→ Problem statement:
Among the entries that follow, the required portion opens with the line containing "tokio::spawn(run_event_executor(inner.clone(), event_rx));" and closes with the line containing "(§4.8). Rejects the". Give that portion again exactly, and nothing else.

+++++

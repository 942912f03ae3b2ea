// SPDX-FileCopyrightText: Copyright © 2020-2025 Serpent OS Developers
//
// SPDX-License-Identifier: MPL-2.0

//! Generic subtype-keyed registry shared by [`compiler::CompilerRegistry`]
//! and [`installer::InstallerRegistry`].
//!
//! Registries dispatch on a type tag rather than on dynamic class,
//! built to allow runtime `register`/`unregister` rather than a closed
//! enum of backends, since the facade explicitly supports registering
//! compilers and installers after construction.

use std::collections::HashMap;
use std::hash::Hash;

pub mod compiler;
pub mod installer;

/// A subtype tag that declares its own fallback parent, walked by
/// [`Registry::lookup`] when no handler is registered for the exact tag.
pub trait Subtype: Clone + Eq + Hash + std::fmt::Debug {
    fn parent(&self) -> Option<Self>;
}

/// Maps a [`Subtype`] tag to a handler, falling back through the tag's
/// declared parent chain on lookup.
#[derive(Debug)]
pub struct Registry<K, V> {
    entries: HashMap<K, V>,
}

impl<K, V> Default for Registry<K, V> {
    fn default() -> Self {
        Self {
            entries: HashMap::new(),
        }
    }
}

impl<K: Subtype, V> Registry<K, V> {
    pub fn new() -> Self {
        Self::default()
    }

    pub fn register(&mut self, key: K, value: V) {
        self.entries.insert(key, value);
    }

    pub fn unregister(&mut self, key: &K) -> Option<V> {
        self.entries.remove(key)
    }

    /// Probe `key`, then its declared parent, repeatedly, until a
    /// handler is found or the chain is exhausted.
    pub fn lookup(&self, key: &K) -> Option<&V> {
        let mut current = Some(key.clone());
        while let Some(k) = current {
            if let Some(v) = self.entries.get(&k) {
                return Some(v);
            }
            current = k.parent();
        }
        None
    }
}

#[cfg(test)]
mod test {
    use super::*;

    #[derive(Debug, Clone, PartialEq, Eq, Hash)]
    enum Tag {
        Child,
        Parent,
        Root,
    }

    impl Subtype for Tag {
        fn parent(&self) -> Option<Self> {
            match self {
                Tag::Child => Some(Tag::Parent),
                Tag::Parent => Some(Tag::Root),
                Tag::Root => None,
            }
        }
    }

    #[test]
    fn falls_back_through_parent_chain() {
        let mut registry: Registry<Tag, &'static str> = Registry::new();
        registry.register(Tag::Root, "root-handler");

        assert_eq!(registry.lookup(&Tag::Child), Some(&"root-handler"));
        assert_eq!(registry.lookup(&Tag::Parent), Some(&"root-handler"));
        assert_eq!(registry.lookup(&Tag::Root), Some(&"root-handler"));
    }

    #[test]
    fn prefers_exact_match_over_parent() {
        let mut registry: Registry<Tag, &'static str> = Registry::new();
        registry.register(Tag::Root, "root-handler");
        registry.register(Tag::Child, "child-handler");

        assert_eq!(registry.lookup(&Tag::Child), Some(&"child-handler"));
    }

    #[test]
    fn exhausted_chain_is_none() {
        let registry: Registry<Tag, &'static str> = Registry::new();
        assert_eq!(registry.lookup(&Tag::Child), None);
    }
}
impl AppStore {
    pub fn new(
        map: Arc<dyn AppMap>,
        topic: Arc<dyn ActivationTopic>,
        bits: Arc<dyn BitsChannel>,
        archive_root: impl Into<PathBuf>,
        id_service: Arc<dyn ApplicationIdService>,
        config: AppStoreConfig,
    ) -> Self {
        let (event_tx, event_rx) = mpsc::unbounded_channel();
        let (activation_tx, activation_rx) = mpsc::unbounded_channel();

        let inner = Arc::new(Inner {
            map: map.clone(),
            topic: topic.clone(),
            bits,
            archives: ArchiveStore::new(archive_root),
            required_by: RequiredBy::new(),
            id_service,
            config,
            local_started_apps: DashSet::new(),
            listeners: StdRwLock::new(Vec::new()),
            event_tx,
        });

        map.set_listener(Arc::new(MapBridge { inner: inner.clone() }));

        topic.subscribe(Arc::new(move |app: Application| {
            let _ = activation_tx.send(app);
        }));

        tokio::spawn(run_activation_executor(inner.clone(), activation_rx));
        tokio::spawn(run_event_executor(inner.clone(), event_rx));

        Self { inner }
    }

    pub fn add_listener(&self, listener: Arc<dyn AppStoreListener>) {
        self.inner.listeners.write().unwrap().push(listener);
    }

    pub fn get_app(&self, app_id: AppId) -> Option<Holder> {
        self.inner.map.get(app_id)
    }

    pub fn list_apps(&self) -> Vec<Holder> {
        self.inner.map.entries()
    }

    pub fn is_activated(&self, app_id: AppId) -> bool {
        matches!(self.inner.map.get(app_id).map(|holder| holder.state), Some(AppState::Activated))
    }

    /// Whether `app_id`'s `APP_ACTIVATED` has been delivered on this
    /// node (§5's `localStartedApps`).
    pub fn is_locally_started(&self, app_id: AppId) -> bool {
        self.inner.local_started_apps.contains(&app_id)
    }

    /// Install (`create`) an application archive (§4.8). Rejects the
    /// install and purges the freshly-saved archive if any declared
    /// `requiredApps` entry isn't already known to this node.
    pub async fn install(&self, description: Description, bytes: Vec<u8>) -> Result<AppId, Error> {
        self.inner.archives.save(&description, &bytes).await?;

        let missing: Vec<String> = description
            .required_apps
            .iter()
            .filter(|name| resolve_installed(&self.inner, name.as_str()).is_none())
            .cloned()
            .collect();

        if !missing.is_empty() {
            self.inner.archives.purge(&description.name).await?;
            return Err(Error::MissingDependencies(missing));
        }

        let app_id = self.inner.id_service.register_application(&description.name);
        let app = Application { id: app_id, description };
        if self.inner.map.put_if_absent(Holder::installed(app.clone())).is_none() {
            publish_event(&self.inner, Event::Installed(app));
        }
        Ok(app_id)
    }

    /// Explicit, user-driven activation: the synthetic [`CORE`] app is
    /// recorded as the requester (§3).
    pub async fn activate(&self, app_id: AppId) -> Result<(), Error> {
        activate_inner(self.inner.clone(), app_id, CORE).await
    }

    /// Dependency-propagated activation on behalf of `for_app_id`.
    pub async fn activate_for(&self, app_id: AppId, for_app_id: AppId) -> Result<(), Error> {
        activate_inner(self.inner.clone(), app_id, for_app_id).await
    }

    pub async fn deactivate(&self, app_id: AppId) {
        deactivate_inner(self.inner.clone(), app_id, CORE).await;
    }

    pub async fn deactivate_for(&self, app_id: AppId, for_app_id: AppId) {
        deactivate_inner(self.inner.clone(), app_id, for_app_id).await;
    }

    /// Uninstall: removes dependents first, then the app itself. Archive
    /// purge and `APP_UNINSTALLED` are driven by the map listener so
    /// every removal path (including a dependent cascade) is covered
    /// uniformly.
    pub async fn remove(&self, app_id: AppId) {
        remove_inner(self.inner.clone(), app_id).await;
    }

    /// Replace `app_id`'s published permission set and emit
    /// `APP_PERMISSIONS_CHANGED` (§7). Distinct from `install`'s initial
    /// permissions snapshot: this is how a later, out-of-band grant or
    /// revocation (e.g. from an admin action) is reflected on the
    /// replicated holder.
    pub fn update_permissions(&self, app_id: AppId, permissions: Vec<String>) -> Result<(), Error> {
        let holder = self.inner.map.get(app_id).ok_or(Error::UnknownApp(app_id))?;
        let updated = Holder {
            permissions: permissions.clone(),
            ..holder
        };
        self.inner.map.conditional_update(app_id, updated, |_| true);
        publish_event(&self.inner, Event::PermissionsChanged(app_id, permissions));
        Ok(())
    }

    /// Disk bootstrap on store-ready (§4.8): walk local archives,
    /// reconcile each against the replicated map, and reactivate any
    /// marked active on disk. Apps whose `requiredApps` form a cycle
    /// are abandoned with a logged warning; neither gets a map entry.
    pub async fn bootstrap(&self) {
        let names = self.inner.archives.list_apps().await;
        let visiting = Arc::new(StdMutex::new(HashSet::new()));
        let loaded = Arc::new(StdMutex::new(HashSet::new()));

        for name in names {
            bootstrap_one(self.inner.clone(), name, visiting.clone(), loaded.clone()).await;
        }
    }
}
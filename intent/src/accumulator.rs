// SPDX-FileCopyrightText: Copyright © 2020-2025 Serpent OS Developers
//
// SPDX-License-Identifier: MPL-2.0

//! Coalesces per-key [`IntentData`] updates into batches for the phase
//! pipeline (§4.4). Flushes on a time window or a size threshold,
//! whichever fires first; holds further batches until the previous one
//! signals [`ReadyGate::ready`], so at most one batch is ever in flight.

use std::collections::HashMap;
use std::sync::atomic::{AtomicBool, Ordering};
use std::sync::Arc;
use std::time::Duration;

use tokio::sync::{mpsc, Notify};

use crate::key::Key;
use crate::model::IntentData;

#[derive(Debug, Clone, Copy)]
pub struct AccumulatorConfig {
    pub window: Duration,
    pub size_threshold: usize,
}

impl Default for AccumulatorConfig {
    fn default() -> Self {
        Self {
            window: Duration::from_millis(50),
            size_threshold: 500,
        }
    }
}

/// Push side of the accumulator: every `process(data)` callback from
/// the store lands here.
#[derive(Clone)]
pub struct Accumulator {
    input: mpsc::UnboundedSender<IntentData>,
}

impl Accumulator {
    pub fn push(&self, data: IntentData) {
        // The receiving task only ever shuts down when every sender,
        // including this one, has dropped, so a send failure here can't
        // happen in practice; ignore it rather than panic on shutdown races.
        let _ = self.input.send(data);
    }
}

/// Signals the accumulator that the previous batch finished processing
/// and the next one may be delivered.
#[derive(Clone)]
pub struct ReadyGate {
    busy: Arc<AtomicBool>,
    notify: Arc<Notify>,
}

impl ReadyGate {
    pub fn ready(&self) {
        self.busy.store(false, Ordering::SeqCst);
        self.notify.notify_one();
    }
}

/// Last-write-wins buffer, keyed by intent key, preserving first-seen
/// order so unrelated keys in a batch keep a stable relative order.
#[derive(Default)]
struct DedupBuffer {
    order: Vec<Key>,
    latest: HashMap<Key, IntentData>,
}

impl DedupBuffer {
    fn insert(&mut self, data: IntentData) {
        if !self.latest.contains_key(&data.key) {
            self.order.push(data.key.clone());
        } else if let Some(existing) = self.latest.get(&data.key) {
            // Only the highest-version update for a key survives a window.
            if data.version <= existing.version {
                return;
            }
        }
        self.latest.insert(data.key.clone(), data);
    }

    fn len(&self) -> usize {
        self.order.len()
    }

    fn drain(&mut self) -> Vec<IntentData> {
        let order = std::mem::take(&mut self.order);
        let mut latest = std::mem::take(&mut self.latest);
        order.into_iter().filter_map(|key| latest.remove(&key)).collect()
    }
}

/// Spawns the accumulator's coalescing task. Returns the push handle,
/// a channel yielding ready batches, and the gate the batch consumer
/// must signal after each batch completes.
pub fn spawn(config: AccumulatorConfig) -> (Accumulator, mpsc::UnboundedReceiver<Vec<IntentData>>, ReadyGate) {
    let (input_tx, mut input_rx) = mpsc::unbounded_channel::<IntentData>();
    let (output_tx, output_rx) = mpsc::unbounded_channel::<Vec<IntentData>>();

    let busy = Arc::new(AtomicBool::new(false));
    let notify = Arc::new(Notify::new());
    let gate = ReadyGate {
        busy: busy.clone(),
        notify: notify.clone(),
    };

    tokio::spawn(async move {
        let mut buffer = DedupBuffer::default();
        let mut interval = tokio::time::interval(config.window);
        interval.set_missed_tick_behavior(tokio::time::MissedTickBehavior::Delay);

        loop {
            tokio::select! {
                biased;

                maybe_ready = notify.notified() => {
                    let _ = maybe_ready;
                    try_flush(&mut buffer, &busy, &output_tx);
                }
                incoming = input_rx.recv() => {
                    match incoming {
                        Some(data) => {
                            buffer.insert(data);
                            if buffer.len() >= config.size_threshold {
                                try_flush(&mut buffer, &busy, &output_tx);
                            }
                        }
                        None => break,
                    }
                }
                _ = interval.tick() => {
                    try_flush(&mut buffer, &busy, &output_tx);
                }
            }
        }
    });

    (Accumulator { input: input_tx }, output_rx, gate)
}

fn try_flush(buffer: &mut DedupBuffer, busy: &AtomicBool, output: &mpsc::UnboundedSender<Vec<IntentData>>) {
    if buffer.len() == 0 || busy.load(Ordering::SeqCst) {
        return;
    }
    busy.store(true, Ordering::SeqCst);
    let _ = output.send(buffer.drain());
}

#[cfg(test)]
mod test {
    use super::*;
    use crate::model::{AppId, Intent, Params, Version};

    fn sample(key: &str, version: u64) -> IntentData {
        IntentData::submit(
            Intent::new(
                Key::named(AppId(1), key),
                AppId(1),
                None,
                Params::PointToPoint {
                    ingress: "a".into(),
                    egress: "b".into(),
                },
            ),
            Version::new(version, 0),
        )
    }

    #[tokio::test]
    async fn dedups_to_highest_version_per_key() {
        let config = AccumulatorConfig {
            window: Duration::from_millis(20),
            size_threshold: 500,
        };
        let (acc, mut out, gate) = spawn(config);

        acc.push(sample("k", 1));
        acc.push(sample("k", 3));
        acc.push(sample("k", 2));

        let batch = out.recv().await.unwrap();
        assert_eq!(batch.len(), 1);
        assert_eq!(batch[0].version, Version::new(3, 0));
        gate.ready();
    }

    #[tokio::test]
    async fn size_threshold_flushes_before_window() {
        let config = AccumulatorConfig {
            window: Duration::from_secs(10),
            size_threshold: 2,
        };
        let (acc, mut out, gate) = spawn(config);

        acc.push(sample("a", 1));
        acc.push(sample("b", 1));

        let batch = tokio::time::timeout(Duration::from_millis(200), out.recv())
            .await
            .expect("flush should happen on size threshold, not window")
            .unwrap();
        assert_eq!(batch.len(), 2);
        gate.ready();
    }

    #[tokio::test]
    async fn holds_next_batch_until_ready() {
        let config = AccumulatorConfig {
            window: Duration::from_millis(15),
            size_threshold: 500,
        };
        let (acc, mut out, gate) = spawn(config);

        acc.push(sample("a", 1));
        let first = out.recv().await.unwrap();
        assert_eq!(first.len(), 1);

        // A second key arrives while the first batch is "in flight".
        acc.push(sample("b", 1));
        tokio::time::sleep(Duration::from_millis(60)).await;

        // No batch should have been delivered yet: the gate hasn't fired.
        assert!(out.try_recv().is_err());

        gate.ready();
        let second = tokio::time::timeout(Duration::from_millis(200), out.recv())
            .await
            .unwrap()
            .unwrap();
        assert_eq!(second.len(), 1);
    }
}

+++++

→ Expected output:
        tokio::spawn(run_event_executor(inner.clone(), event_rx));

        Self { inner }
    }

    pub fn add_listener(&self, listener: Arc<dyn AppStoreListener>) {
        self.inner.listeners.write().unwrap().push(listener);
    }

    pub fn get_app(&self, app_id: AppId) -> Option<Holder> {
        self.inner.map.get(app_id)
    }

    pub fn list_apps(&self) -> Vec<Holder> {
        self.inner.map.entries()
    }

    pub fn is_activated(&self, app_id: AppId) -> bool {
        matches!(self.inner.map.get(app_id).map(|holder| holder.state), Some(AppState::Activated))
    }

    /// Whether `app_id`'s `APP_ACTIVATED` has been delivered on this
    /// node (§5's `localStartedApps`).
    pub fn is_locally_started(&self, app_id: AppId) -> bool {
        self.inner.local_started_apps.contains(&app_id)
    }

    /// Install (`create`) an application archive (§4.8). Rejects the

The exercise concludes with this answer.